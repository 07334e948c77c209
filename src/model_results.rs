//! Loader for scored-result artifacts.
//!
//! A model-result artifact is UTF-8 text with one raw lookup key per line. Every key is stored in
//! the result cache under the owning model's identifier namespace, mapped to the constant
//! cache-hit score dictated by the model's declared value type.
use std::sync::Arc;

use crate::blob::BlobStore;
use crate::cache::DataCache;
use crate::identifier_cache::IdentifierCache;
use crate::models::{ModelDefinition, ModelResult};
use crate::refresh::{hourly_object_key, ArtifactRequest, ObjectKeyFn, RefreshStrategy, Refresher};
use crate::Result;

/// Observability counters for one load run.
#[derive(Debug, Clone, Copy, PartialEq, Eq, Default)]
pub struct LoadStats {
    /// Number of keys written to the result cache. Counts every write event: duplicate lines are
    /// counted each time, not deduplicated.
    pub keys_loaded: u64,
    /// Cumulative byte length of the loaded keys (line terminators excluded).
    pub bytes_loaded: u64,
}

/// Streams hourly model-result snapshots into the result cache.
pub struct ModelResultLoader {
    refresher: Refresher,
    results: Arc<DataCache<f64>>,
    model: ModelDefinition,
    derive_key: ObjectKeyFn,
}

impl ModelResultLoader {
    /// Create a loader for `model`, tracking artifact versions under `identifier_namespace`.
    /// Object keys default to the hour-bucketed derivation of [`hourly_object_key`].
    pub fn new(
        blob_store: Arc<dyn BlobStore>,
        identifiers: Arc<IdentifierCache>,
        identifier_namespace: String,
        results: Arc<DataCache<f64>>,
        model: ModelDefinition,
    ) -> ModelResultLoader {
        ModelResultLoader {
            refresher: Refresher::new(blob_store, identifiers, identifier_namespace),
            results,
            model,
            derive_key: Box::new(hourly_object_key),
        }
    }

    /// Replace the object-key derivation.
    pub fn with_key_derivation(mut self, derive_key: ObjectKeyFn) -> ModelResultLoader {
        self.derive_key = derive_key;
        self
    }

    /// Refresh the model's result-cache namespace from the latest hourly snapshot.
    ///
    /// Returns `Ok(true)` if the namespace was repopulated, `Ok(false)` if the artifact was
    /// missing, unchanged, or transiently unavailable.
    pub fn load(&self, request: &ArtifactRequest) -> Result<bool> {
        let (refreshed, stats) = self.run(request)?;
        if refreshed {
            log::info!(
                target: "adeval",
                "loaded {} result keys ({} bytes) for model {}",
                stats.keys_loaded, stats.bytes_loaded, self.model.identifier
            );
        }
        Ok(refreshed)
    }

    fn run(&self, request: &ArtifactRequest) -> Result<(bool, LoadStats)> {
        let namespace = self.model.identifier.as_str();
        let hit_value = self.model.model_type.hit_value();
        let results = &self.results;

        let mut stats = LoadStats::default();
        let refreshed = self.refresher.refresh(
            request,
            RefreshStrategy {
                derive_key: self.derive_key.as_ref(),
                identifier_key: namespace,
                clear: &|| results.clear(namespace),
                repopulate: &mut |body| {
                    let text = std::str::from_utf8(body)
                        .map_err(|err| std::io::Error::new(std::io::ErrorKind::InvalidData, err))?;
                    for line in text.split('\n') {
                        if line.is_empty() {
                            continue;
                        }
                        results.insert(namespace, line.to_owned(), hit_value);
                        stats.keys_loaded += 1;
                        stats.bytes_loaded += line.len() as u64;
                    }
                    Ok(())
                },
            },
        )?;

        Ok((refreshed, stats))
    }

    /// The model this loader feeds.
    pub fn model(&self) -> &ModelDefinition {
        &self.model
    }
}

/// Probe the result cache for `keys` in order and assemble a [`ModelResult`].
///
/// `value` is the score of the first cache hit; when none of the keys is present, it falls back
/// to the model's declared default.
pub fn score_keys(
    results: &DataCache<f64>,
    model: &ModelDefinition,
    keys: &[String],
) -> ModelResult {
    let mut result = ModelResult {
        value: model.model_type.default_value(),
        values: Vec::with_capacity(keys.len()),
        keys: keys.to_vec(),
    };

    let mut hit = false;
    for key in keys {
        match results.get(&model.identifier, key) {
            Some(value) => {
                if !hit {
                    result.value = value;
                    hit = true;
                }
                result.values.push(value);
            }
            None => result.values.push(model.model_type.default_value()),
        }
    }

    result
}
────────
● **WHAT YOU NEED TO DO**
All lines in the listing above from the line containing "let hit_value = self.model.model_type.hit_value();" to the line containing "for key in keys", inclusive, should be retyped exactly; no other lines should appear.

● **ANSWER TO THIS TASK**
        let hit_value = self.model.model_type.hit_value();
        let results = &self.results;

        let mut stats = LoadStats::default();
        let refreshed = self.refresher.refresh(
            request,
            RefreshStrategy {
                derive_key: self.derive_key.as_ref(),
                identifier_key: namespace,
                clear: &|| results.clear(namespace),
                repopulate: &mut |body| {
                    let text = std::str::from_utf8(body)
                        .map_err(|err| std::io::Error::new(std::io::ErrorKind::InvalidData, err))?;
                    for line in text.split('\n') {
                        if line.is_empty() {
                            continue;
                        }
                        results.insert(namespace, line.to_owned(), hit_value);
                        stats.keys_loaded += 1;
                        stats.bytes_loaded += line.len() as u64;
                    }
                    Ok(())
                },
            },
        )?;

        Ok((refreshed, stats))
    }

    /// The model this loader feeds.
    pub fn model(&self) -> &ModelDefinition {
        &self.model
    }
}

/// Probe the result cache for `keys` in order and assemble a [`ModelResult`].
///
/// `value` is the score of the first cache hit; when none of the keys is present, it falls back
/// to the model's declared default.
pub fn score_keys(
    results: &DataCache<f64>,
    model: &ModelDefinition,
    keys: &[String],
) -> ModelResult {
    let mut result = ModelResult {
        value: model.model_type.default_value(),
        values: Vec::with_capacity(keys.len()),
        keys: keys.to_vec(),
    };

    let mut hit = false;
    for key in keys {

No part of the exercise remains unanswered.